Input for this task:
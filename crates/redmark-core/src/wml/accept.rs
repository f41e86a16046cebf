//! Acceptance (and rejection) of existing tracked revisions, applied to
//! both inputs before canonicalization so prior markup never perturbs the
//! diff.

use crate::xml::namespaces::{m, w, w14};
use crate::xml::{QName, XmlTree};
use indextree::NodeId;

/// Accepts all tracked revisions in a document part, in place:
///
/// - `w:ins` / `w:moveTo` are unwrapped (children kept in place);
/// - `w:del`, `w:delText`, `w:delInstrText`, `w:moveFrom` are removed;
/// - property-change and custom-XML/move range markers are removed;
/// - rows whose `w:trPr` holds a `w:del` are removed, as are `m:f`
///   fractions whose control properties hold a `w:del`;
/// - `w:rsid*` and `w14:paraId`/`w14:textId` attributes are stripped.
pub fn accept_revisions(tree: &mut XmlTree) {
    let Some(root) = tree.root() else { return };

    let mut unwraps: Vec<NodeId> = Vec::new();
    let mut removals: Vec<NodeId> = Vec::new();

    for node in tree.descendants(root) {
        let Some(name) = tree.name(node) else { continue };
        if name.ns.as_deref() == Some(w::NS) {
            match name.local.as_str() {
                "ins" | "moveTo" => unwraps.push(node),
                "del" | "delText" | "delInstrText" | "moveFrom" => removals.push(node),
                "tr" => {
                    if row_is_deleted(tree, node) {
                        removals.push(node);
                    }
                }
                // A deleted paragraph mark takes the whole paragraph with
                // it on acceptance; a deleted cell mark takes the cell.
                "p" => {
                    if paragraph_mark_revised(tree, node, &w::del()) {
                        removals.push(node);
                    }
                }
                "tc" => {
                    if cell_mark_revised(tree, node, "cellDel") {
                        removals.push(node);
                    }
                }
                local if w::ACCEPT_REMOVE_TAGS.contains(&local) => removals.push(node),
                _ => {}
            }
        } else if name.ns.as_deref() == Some(m::NS)
            && name.local == "f"
            && fraction_is_deleted(tree, node)
        {
            removals.push(node);
        }
    }

    for node in removals {
        tree.detach(node);
    }
    for node in unwraps {
        tree.unwrap_node(node);
    }

    strip_revision_attributes(tree);
}

fn row_is_deleted(tree: &XmlTree, tr: NodeId) -> bool {
    row_mark_revised(tree, tr, &w::del())
}

fn row_mark_revised(tree: &XmlTree, tr: NodeId, mark: &QName) -> bool {
    tree.find_child(tr, &w::tr_pr())
        .map(|tr_pr| tree.find_child(tr_pr, mark).is_some())
        .unwrap_or(false)
}

fn paragraph_mark_revised(tree: &XmlTree, p: NodeId, mark: &QName) -> bool {
    tree.find_child(p, &w::p_pr())
        .and_then(|p_pr| tree.find_child(p_pr, &w::r_pr()))
        .map(|r_pr| tree.find_child(r_pr, mark).is_some())
        .unwrap_or(false)
}

fn cell_mark_revised(tree: &XmlTree, tc: NodeId, mark_local: &str) -> bool {
    tree.find_child(tc, &w::tc_pr())
        .map(|tc_pr| tree.find_child(tc_pr, &QName::new(w::NS, mark_local)).is_some())
        .unwrap_or(false)
}

fn fraction_is_deleted(tree: &XmlTree, f: NodeId) -> bool {
    let Some(f_pr) = tree.find_child(f, &m::f_pr()) else {
        return false;
    };
    let Some(ctrl_pr) = tree.find_child(f_pr, &m::ctrl_pr()) else {
        return false;
    };
    tree.find_descendant(ctrl_pr, &w::del()).is_some()
}

fn strip_revision_attributes(tree: &mut XmlTree) {
    let Some(root) = tree.root() else { return };
    for node in tree.descendants(root) {
        tree.retain_attrs(node, |attr| {
            let ns = attr.name.ns.as_deref();
            if ns == Some(w::NS) && attr.name.local.starts_with("rsid") {
                return false;
            }
            if ns == Some(w14::NS) && matches!(attr.name.local.as_str(), "paraId" | "textId") {
                return false;
            }
            true
        });
    }
}

/// Rejects all tracked revisions: `w:ins` content is removed, `w:del`
/// content is restored (with `w:delText` renamed back to `w:t`), moves
/// revert to their source. Used by the reject round-trip property.
pub fn reject_revisions(tree: &mut XmlTree) {
    let Some(root) = tree.root() else { return };

    let mut unwraps: Vec<NodeId> = Vec::new();
    let mut removals: Vec<NodeId> = Vec::new();
    let mut renames: Vec<NodeId> = Vec::new();

    for node in tree.descendants(root) {
        let Some(name) = tree.name(node) else { continue };
        if name.ns.as_deref() != Some(w::NS) {
            continue;
        }
        match name.local.as_str() {
            "ins" | "moveTo" => removals.push(node),
            "del" | "moveFrom" => unwraps.push(node),
            "delText" | "delInstrText" => renames.push(node),
            "tr" => {
                if row_mark_revised(tree, node, &w::ins()) {
                    removals.push(node);
                }
            }
            // An inserted paragraph mark takes the whole paragraph with
            // it on rejection; same for inserted cells.
            "p" => {
                if paragraph_mark_revised(tree, node, &w::ins()) {
                    removals.push(node);
                }
            }
            "tc" => {
                if cell_mark_revised(tree, node, "cellIns") {
                    removals.push(node);
                }
            }
            local if w::ACCEPT_REMOVE_TAGS.contains(&local) => removals.push(node),
            _ => {}
        }
    }

    for node in removals {
        tree.detach(node);
    }
    for node in unwraps {
        tree.unwrap_node(node);
    }
    for node in renames {
        let new_name = match tree.name(node).map(|n| n.local.as_str()) {
            Some("delText") => w::t(),
            _ => QName::new(w::NS, "instrText"),
        };
        if let Some(crate::xml::XmlData::Element { name, .. }) = tree.get_mut(node) {
            *name = new_name;
        }
    }

    strip_revision_attributes(tree);
}

#[cfg(test)]
mod tests {
    use super::*;
    use crate::xml::parser;

    const NS_DECL: &str = r#"xmlns:w="http://schemas.openxmlformats.org/wordprocessingml/2006/main""#;

    fn body_text(tree: &XmlTree) -> String {
        tree.text_content(tree.root().unwrap())
    }

    #[test]
    fn accept_unwraps_insertions() {
        let xml = format!(
            r#"<w:p {NS_DECL}><w:ins w:id="1"><w:r><w:t>kept</w:t></w:r></w:ins></w:p>"#
        );
        let mut tree = parser::parse(&xml).unwrap();
        accept_revisions(&mut tree);
        assert_eq!(body_text(&tree), "kept");
        let root = tree.root().unwrap();
        assert!(tree.find_descendant(root, &w::ins()).is_none());
        assert!(tree.find_descendant(root, &w::r()).is_some());
    }

    #[test]
    fn accept_removes_deletions() {
        let xml = format!(
            r#"<w:p {NS_DECL}><w:del w:id="1"><w:r><w:delText>gone</w:delText></w:r></w:del><w:r><w:t>stays</w:t></w:r></w:p>"#
        );
        let mut tree = parser::parse(&xml).unwrap();
        accept_revisions(&mut tree);
        assert_eq!(body_text(&tree), "stays");
    }

    #[test]
    fn accept_removes_deleted_rows() {
        let xml = format!(
            r#"<w:tbl {NS_DECL}><w:tr><w:trPr><w:del w:id="1"/></w:trPr><w:tc><w:p><w:r><w:t>dead row</w:t></w:r></w:p></w:tc></w:tr><w:tr><w:tc><w:p><w:r><w:t>live row</w:t></w:r></w:p></w:tc></w:tr></w:tbl>"#
        );
        let mut tree = parser::parse(&xml).unwrap();
        accept_revisions(&mut tree);
        assert_eq!(body_text(&tree), "live row");
        assert_eq!(
            tree.find_descendants(tree.root().unwrap(), &w::tr()).len(),
            1
        );
    }

    #[test]
    fn accept_strips_rsid_and_para_id_attributes() {
        let xml = format!(
            r#"<w:p {NS_DECL} xmlns:w14="http://schemas.microsoft.com/office/word/2010/wordml" w:rsidR="00AB12CD" w14:paraId="12345678"><w:r><w:t>x</w:t></w:r></w:p>"#
        );
        let mut tree = parser::parse(&xml).unwrap();
        accept_revisions(&mut tree);
        let root = tree.root().unwrap();
        assert!(tree.attr_local(root, "rsidR").is_none());
        assert!(tree.attr_local(root, "paraId").is_none());
    }

    #[test]
    fn accept_removes_property_changes() {
        let xml = format!(
            r#"<w:p {NS_DECL}><w:pPr><w:pPrChange w:id="5" w:author="a" w:date="d"/></w:pPr><w:r><w:t>x</w:t></w:r></w:p>"#
        );
        let mut tree = parser::parse(&xml).unwrap();
        accept_revisions(&mut tree);
        let root = tree.root().unwrap();
        assert!(tree
            .find_descendant(root, &QName::new(w::NS, "pPrChange"))
            .is_none());
    }

    #[test]
    fn reject_restores_deleted_text() {
        let xml = format!(
            r#"<w:p {NS_DECL}><w:del w:id="1"><w:r><w:delText>restored</w:delText></w:r></w:del><w:ins w:id="2"><w:r><w:t>dropped</w:t></w:r></w:ins></w:p>"#
        );
        let mut tree = parser::parse(&xml).unwrap();
        reject_revisions(&mut tree);
        assert_eq!(body_text(&tree), "restored");
        let root = tree.root().unwrap();
        assert!(tree.find_descendant(root, &w::del_text()).is_none());
        assert!(tree.find_descendant(root, &w::t()).is_some());
    }
}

Exercise instructions:
Copy the lines from the start of the data verbatim, stopping after the line containing "attributes are stripped.".

Solution for this exercise:
filename crates/redmark-core/src/wml/accept.rs
repository f41e86a16046cebf
//! Acceptance (and rejection) of existing tracked revisions, applied to
//! both inputs before canonicalization so prior markup never perturbs the
//! diff.

use crate::xml::namespaces::{m, w, w14};
use crate::xml::{QName, XmlTree};
use indextree::NodeId;

/// Accepts all tracked revisions in a document part, in place:
///
/// - `w:ins` / `w:moveTo` are unwrapped (children kept in place);
/// - `w:del`, `w:delText`, `w:delInstrText`, `w:moveFrom` are removed;
/// - property-change and custom-XML/move range markers are removed;
/// - rows whose `w:trPr` holds a `w:del` are removed, as are `m:f`
///   fractions whose control properties hold a `w:del`;
/// - `w:rsid*` and `w14:paraId`/`w14:textId` attributes are stripped.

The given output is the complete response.